= Task =
Below are the records; copy each line in which "trace" occurs.
:: Material supplied
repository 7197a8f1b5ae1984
//! Where navigation goes next.

use super::{CONSOLE_PATH, LANDING_PATH, PROTECTED_PREFIX};

#[derive(Clone, Copy, Debug, PartialEq, Eq)]
pub enum CallbackOutcome {
    NoCode,
    Exchanged,
    ExchangeFailed,
}

impl CallbackOutcome {
    #[must_use]
    pub const fn from_flags(has_code: bool, exchanged: bool) -> Self {
        match (has_code, exchanged) {
            (false, _) => Self::NoCode,
            (true, true) => Self::Exchanged,
            (true, false) => Self::ExchangeFailed,
        }
    }
}

/// Callback redirect targets, one row per outcome.
const CALLBACK_REDIRECTS: [(CallbackOutcome, &str); 3] = [
    (CallbackOutcome::NoCode, LANDING_PATH),
    (CallbackOutcome::Exchanged, CONSOLE_PATH),
    (CallbackOutcome::ExchangeFailed, LANDING_PATH),
];

#[must_use]
pub fn callback_target(outcome: CallbackOutcome) -> &'static str {
    CALLBACK_REDIRECTS
        .iter()
        .find(|(row, _)| *row == outcome)
        .map_or(LANDING_PATH, |(_, target)| *target)
}

#[must_use]
pub fn is_protected(path: &str) -> bool {
    path == PROTECTED_PREFIX
        || path
            .strip_prefix(PROTECTED_PREFIX)
            .is_some_and(|rest| rest.starts_with('/'))
}

/// Guard decision for a navigation. `None` lets the request through.
#[must_use]
pub fn guard_target(path: &str, authenticated: bool) -> Option<&'static str> {
    if !authenticated && is_protected(path) {
        return Some(LANDING_PATH);
    }
    if authenticated && path == LANDING_PATH {
        return Some(CONSOLE_PATH);
    }
    None
}

#[cfg(test)]
mod tests {
    use super::*;

    #[test]
    fn callback_table() {
        assert_eq!(
            callback_target(CallbackOutcome::from_flags(false, false)),
            "/"
        );
        assert_eq!(callback_target(CallbackOutcome::from_flags(false, true)), "/");
        assert_eq!(
            callback_target(CallbackOutcome::from_flags(true, true)),
            "/console"
        );
        assert_eq!(
            callback_target(CallbackOutcome::from_flags(true, false)),
            "/"
        );
    }

    #[test]
    fn protected_prefix_matches_whole_segments() {
        assert!(is_protected("/console"));
        assert!(is_protected("/console/"));
        assert!(is_protected("/console/sheetmanager"));
        assert!(!is_protected("/consoles"));
        assert!(!is_protected("/"));
        assert!(!is_protected("/auth/callback"));
    }

    #[test]
    fn guard_decisions() {
        assert_eq!(guard_target("/console", false), Some("/"));
        assert_eq!(guard_target("/console/email", false), Some("/"));
        assert_eq!(guard_target("/", true), Some("/console"));
        assert_eq!(guard_target("/", false), None);
        assert_eq!(guard_target("/console", true), None);
        assert_eq!(guard_target("/auth/callback", true), None);
    }
}
pub mod api;
pub mod web;

use clap::{
    builder::styling::{AnsiColor, Effects, Styles},
    Arg, ArgAction, ColorChoice, Command,
};

pub const ARG_ENVIRONMENT: &str = "environment";
pub const ARG_VERBOSITY: &str = "verbosity";

const LOG_LEVELS: [&str; 5] = ["error", "warn", "info", "debug", "trace"];

/// `LINKEDUPP_LOG_LEVEL` accepts a level name or its index, `-v` counts up.
fn parse_log_level(level: &str) -> Result<u8, String> {
    let level = level.trim().to_lowercase();
    let index = match level.parse::<usize>() {
        Ok(index) if index < LOG_LEVELS.len() => Some(index),
        Ok(_) => None,
        Err(_) => LOG_LEVELS.iter().position(|name| *name == level),
    };
    index
        .and_then(|index| u8::try_from(index).ok())
        .ok_or_else(|| format!("unknown log level `{level}`, expected one of {LOG_LEVELS:?}"))
}

#[must_use]
pub fn new() -> Command {
    let styles = Styles::styled()
        .header(AnsiColor::Yellow.on_default() | Effects::BOLD)
        .usage(AnsiColor::Green.on_default() | Effects::BOLD)
        .literal(AnsiColor::Blue.on_default() | Effects::BOLD)
        .placeholder(AnsiColor::Green.on_default());

    let long_version: &'static str = Box::leak(
        format!("{} - {}", env!("CARGO_PKG_VERSION"), crate::GIT_COMMIT_HASH).into_boxed_str(),
    );

    Command::new("linkedupp")
        .about("Auth relay for the LinkedUpp console")
        .version(env!("CARGO_PKG_VERSION"))
        .long_version(long_version)
        .color(ColorChoice::Auto)
        .styles(styles)
        .subcommand_required(true)
        .arg_required_else_help(true)
        .arg(
            Arg::new(ARG_ENVIRONMENT)
                .long("environment")
                .help("Deployment environment, `production` marks cookies Secure")
                .default_value("development")
                .env("NODE_ENV")
                .global(true),
        )
        .arg(
            Arg::new(ARG_VERBOSITY)
                .short('v')
                .long("verbose")
                .help("Log verbosity, repeat to raise: -v warn, -vv info, -vvv debug, -vvvv trace")
                .env("LINKEDUPP_LOG_LEVEL")
                .global(true)
                .action(ArgAction::Count)
                .value_parser(parse_log_level),
        )
        .subcommand(api::subcommand())
        .subcommand(web::subcommand())
}
//! # LinkedUpp (auth relay)
//!
//! `linkedupp` relays authentication between a browser, the server-rendered
//! console, and the internal API. Identity is owned by a hosted provider that
//! speaks the GoTrue REST protocol; this crate never stores credentials.
//!
//! ## Processes
//!
//! - **web**: the edge process. A guard runs on every navigation, refreshing
//!   expired sessions and redirecting between the landing page (`/`) and the
//!   protected console (`/console`). It also serves the OAuth/email callback and
//!   the console page, which fetches the profile from the internal API.
//! - **api**: the internal API. Every protected route re-verifies the caller's
//!   access token with the provider, refreshes it transparently when possible,
//!   and reads the `profiles` table.
//!
//! ## Session cookies
//!
//! The browser stores the provider session in `sb-<project-ref>-auth-token`
//! (optionally split into `.0`, `.1`, ... chunks). The API additionally accepts
//! the discrete `sb-access-token` / `sb-refresh-token` cookies and a bearer
//! header, in that order.

pub mod api;
pub mod cli;
pub mod provider;
pub mod server;
pub mod session;
pub mod web;

#[cfg(test)]
pub(crate) mod test_support;

#[allow(clippy::doc_markdown, clippy::needless_raw_string_hashes)]
pub mod built_info {
    include!(concat!(env!("OUT_DIR"), "/built.rs"));
}

pub const GIT_COMMIT_HASH: &str = match built_info::GIT_COMMIT_HASH {
    Some(hash) => hash,
    None => "unknown",
};

pub const APP_USER_AGENT: &str = concat!(env!("CARGO_PKG_NAME"), "/", env!("CARGO_PKG_VERSION"),);

/// Short commit hash used in the `X-App` header.
#[must_use]
pub fn short_commit_hash() -> &'static str {
    if GIT_COMMIT_HASH.len() > 7 {
        &GIT_COMMIT_HASH[0..7]
    } else {
        ""
    }
}
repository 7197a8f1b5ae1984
use super::{message, MessageBody};
use crate::api::{auth::AuthUser, ApiState};
use axum::{
    extract::Extension,
    http::StatusCode,
    response::{IntoResponse, Json, Response},
};
use serde::{Deserialize, Serialize};
use std::sync::Arc;
use tracing::{debug, error};
use utoipa::ToSchema;

/// Only the display fields leave the API.
#[derive(ToSchema, Serialize, Deserialize, Debug, Clone, PartialEq, Eq)]
pub struct ProfileResponse {
    pub name: Option<String>,
    pub email: Option<String>,
}

#[utoipa::path(
    get,
    path = "/api/profile",
    responses(
        (status = 200, description = "Profile of the authenticated user", body = ProfileResponse),
        (status = 401, description = "Missing or expired credentials", body = MessageBody),
        (status = 404, description = "No profile row for the user", body = MessageBody),
        (status = 500, description = "Profile query failed", body = MessageBody)
    ),
    tag = "profile"
)]
pub async fn profile(
    Extension(state): Extension<Arc<ApiState>>,
    Extension(AuthUser(user)): Extension<AuthUser>,
) -> Response {
    match state.store().find_profile(user.id).await {
        Ok(Some(record)) => {
            debug!("Profile found for user {}", user.id);
            let response = ProfileResponse {
                name: record.full_name,
                email: record.email,
            };
            (StatusCode::OK, Json(response)).into_response()
        }
        Ok(None) => message(StatusCode::NOT_FOUND, "Profile not found"),
        Err(err) => {
            error!("Failed to fetch profile for user {}: {err}", user.id);
            message(
                StatusCode::INTERNAL_SERVER_ERROR,
                "Error fetching profile data",
            )
        }
    }
}
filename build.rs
fn main() {
    built::write_built_file().expect("Failed to acquire build-time information");
}
//! Session transport: cookies, credential extraction, and PKCE helpers shared
//! by the web and api processes.

pub mod cookies;
pub mod extract;
pub mod pkce;

pub use self::extract::{
    BearerHeader, CredentialExtractor, CredentialSource, Credentials, ExtractorChain,
    LegacyCookies, ResolvedCredentials, StructuredCookie,
};
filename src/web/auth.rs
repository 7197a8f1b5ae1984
//! Browser auth endpoints: sign-up, password sign-in, OAuth start and sign-out.

use super::{guard::refreshed_cookies, WebState, LANDING_PATH};
use crate::{
    api::handlers::message,
    provider::{ProviderError, Session, SignUpRequest},
    server::append_cookies,
    session::{
        cookies::{code_verifier_cookie, parse_cookies, read_session, session_cookie_name},
        pkce::{code_challenge, generate_code_verifier},
    },
};
use axum::{
    extract::{Extension, Path},
    http::{header::LOCATION, HeaderMap, HeaderValue, StatusCode},
    response::{IntoResponse, Json, Redirect, Response},
};
use regex::Regex;
use serde::{Deserialize, Serialize};
use std::sync::Arc;
use tracing::{debug, error, info, instrument, warn};
use uuid::Uuid;

pub const MIN_PASSWORD_LENGTH: usize = 6;

#[derive(Deserialize, Debug)]
pub struct SignUpForm {
    pub email: String,
    pub password: String,
    #[serde(default)]
    pub full_name: Option<String>,
}

#[derive(Serialize, Deserialize, Debug)]
pub struct SignUpResponse {
    pub message: String,
    pub user_id: Option<Uuid>,
    pub confirmation_required: bool,
}

#[derive(Deserialize, Debug)]
pub struct SignInForm {
    pub email: String,
    pub password: String,
}

#[derive(Serialize, Deserialize, Debug)]
pub struct SignInResponse {
    pub message: String,
    pub user_id: Option<Uuid>,
}

#[must_use]
pub fn valid_email(email: &str) -> bool {
    Regex::new(r"^[^@\s]+@[^@\s]+\.[^@\s]+$").is_ok_and(|re| re.is_match(email))
}

#[must_use]
pub fn valid_oauth_provider(name: &str) -> bool {
    Regex::new(r"^[a-z0-9_-]+$").is_ok_and(|re| re.is_match(name))
}

fn session_response(
    state: &WebState,
    headers: &HeaderMap,
    session: &Session,
    body: impl Serialize,
) -> Response {
    let mut response = (StatusCode::OK, Json(body)).into_response();
    append_cookies(&mut response, refreshed_cookies(state, headers, Some(session)));
    response
}

#[instrument(skip_all)]
pub async fn signup(
    Extension(state): Extension<Arc<WebState>>,
    headers: HeaderMap,
    payload: Option<Json<SignUpForm>>,
) -> Response {
    let Some(Json(form)) = payload else {
        return message(StatusCode::BAD_REQUEST, "Missing email or password");
    };

    let email = form.email.trim().to_lowercase();
    if !valid_email(&email) {
        return message(StatusCode::BAD_REQUEST, "Invalid email address");
    }
    if form.password.len() < MIN_PASSWORD_LENGTH {
        return message(
            StatusCode::BAD_REQUEST,
            "Password must be at least 6 characters",
        );
    }

    let request = SignUpRequest {
        email,
        password: form.password,
        full_name: form
            .full_name
            .map(|name| name.trim().to_string())
            .filter(|name| !name.is_empty()),
        email_redirect_to: Some(state.callback_url()),
    };

    let outcome = match state.provider().sign_up(&request).await {
        Ok(outcome) => outcome,
        Err(err) if err.is_rejection() => {
            info!("Sign-up rejected: {err}");
            let reason = match &err {
                ProviderError::Rejected { message, .. } => message.as_str(),
                _ => "Sign-up failed",
            };
            return message(StatusCode::BAD_REQUEST, reason);
        }
        Err(err) => {
            error!("Sign-up failed: {err}");
            return message(StatusCode::INTERNAL_SERVER_ERROR, "Internal server error");
        }
    };

    let user_id = outcome.user.as_ref().map(|user| user.id);
    match outcome.session {
        Some(session) => session_response(
            &state,
            &headers,
            &session,
            SignUpResponse {
                message: "Signed up".to_string(),
                user_id,
                confirmation_required: false,
            },
        ),
        None => (
            StatusCode::OK,
            Json(SignUpResponse {
                message: "Check your email to confirm your account".to_string(),
                user_id,
                confirmation_required: true,
            }),
        )
            .into_response(),
    }
}

#[instrument(skip_all)]
pub async fn signin(
    Extension(state): Extension<Arc<WebState>>,
    headers: HeaderMap,
    payload: Option<Json<SignInForm>>,
) -> Response {
    let Some(Json(form)) = payload else {
        return message(StatusCode::BAD_REQUEST, "Missing email or password");
    };

    let email = form.email.trim().to_lowercase();
    match state
        .provider()
        .sign_in_with_password(&email, &form.password)
        .await
    {
        Ok(session) => {
            let user_id = session.user.as_ref().map(|user| user.id);
            session_response(
                &state,
                &headers,
                &session,
                SignInResponse {
                    message: "Signed in".to_string(),
                    user_id,
                },
            )
        }
        Err(err) if err.is_rejection() => {
            info!("Sign-in rejected: {err}");
            message(StatusCode::UNAUTHORIZED, "Invalid login credentials")
        }
        Err(err) => {
            error!("Sign-in failed: {err}");
            message(StatusCode::INTERNAL_SERVER_ERROR, "Internal server error")
        }
    }
}

/// Start an OAuth flow: store the PKCE verifier, send the browser to the provider.
#[instrument(skip(state))]
pub async fn oauth(
    Extension(state): Extension<Arc<WebState>>,
    Path(oauth_provider): Path<String>,
) -> Response {
    if !valid_oauth_provider(&oauth_provider) {
        return message(StatusCode::BAD_REQUEST, "Unsupported provider");
    }

    let provider = state.provider();
    let verifier = generate_code_verifier();
    let url = match provider.authorize_url(
        &oauth_provider,
        &state.callback_url(),
        &code_challenge(&verifier),
    ) {
        Ok(url) => url,
        Err(err) => {
            error!("Failed to build authorize URL: {err}");
            return message(StatusCode::INTERNAL_SERVER_ERROR, "Internal server error");
        }
    };

    let (Ok(cookie), Ok(location)) = (
        code_verifier_cookie(provider.project_ref(), &verifier, state.secure_cookies()),
        HeaderValue::from_str(url.as_str()),
    ) else {
        error!("Failed to build OAuth redirect headers");
        return message(StatusCode::INTERNAL_SERVER_ERROR, "Internal server error");
    };

    debug!("Redirecting to {} authorize endpoint", oauth_provider);
    let mut response = StatusCode::SEE_OTHER.into_response();
    response.headers_mut().insert(LOCATION, location);
    append_cookies(&mut response, vec![cookie]);
    response
}

#[instrument(skip_all)]
pub async fn signout(Extension(state): Extension<Arc<WebState>>, headers: HeaderMap) -> Response {
    let provider = state.provider();
    let cookies = parse_cookies(&headers);

    if let Some(session) = read_session(&cookies, &session_cookie_name(provider.project_ref())) {
        if let Err(err) = provider.sign_out(&session.access_token).await {
            warn!("Provider sign-out failed: {err}");
        }
    }

    let mut response = Redirect::to(LANDING_PATH).into_response();
    append_cookies(&mut response, refreshed_cookies(&state, &headers, None));
    response
}

#[cfg(test)]
mod tests {
    use super::*;

    #[test]
    fn email_validation() {
        assert!(valid_email("ada@example.com"));
        assert!(!valid_email("ada@example"));
        assert!(!valid_email("ada example.com"));
        assert!(!valid_email(""));
    }

    #[test]
    fn oauth_provider_names() {
        assert!(valid_oauth_provider("google"));
        assert!(valid_oauth_provider("linkedin_oidc"));
        assert!(!valid_oauth_provider("Google"));
        assert!(!valid_oauth_provider("../admin"));
        assert!(!valid_oauth_provider(""));
    }
}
::::
= Exercise answer =
const LOG_LEVELS: [&str; 5] = ["error", "warn", "info", "debug", "trace"];
                .help("Log verbosity, repeat to raise: -v warn, -vv info, -vvv debug, -vvvv trace")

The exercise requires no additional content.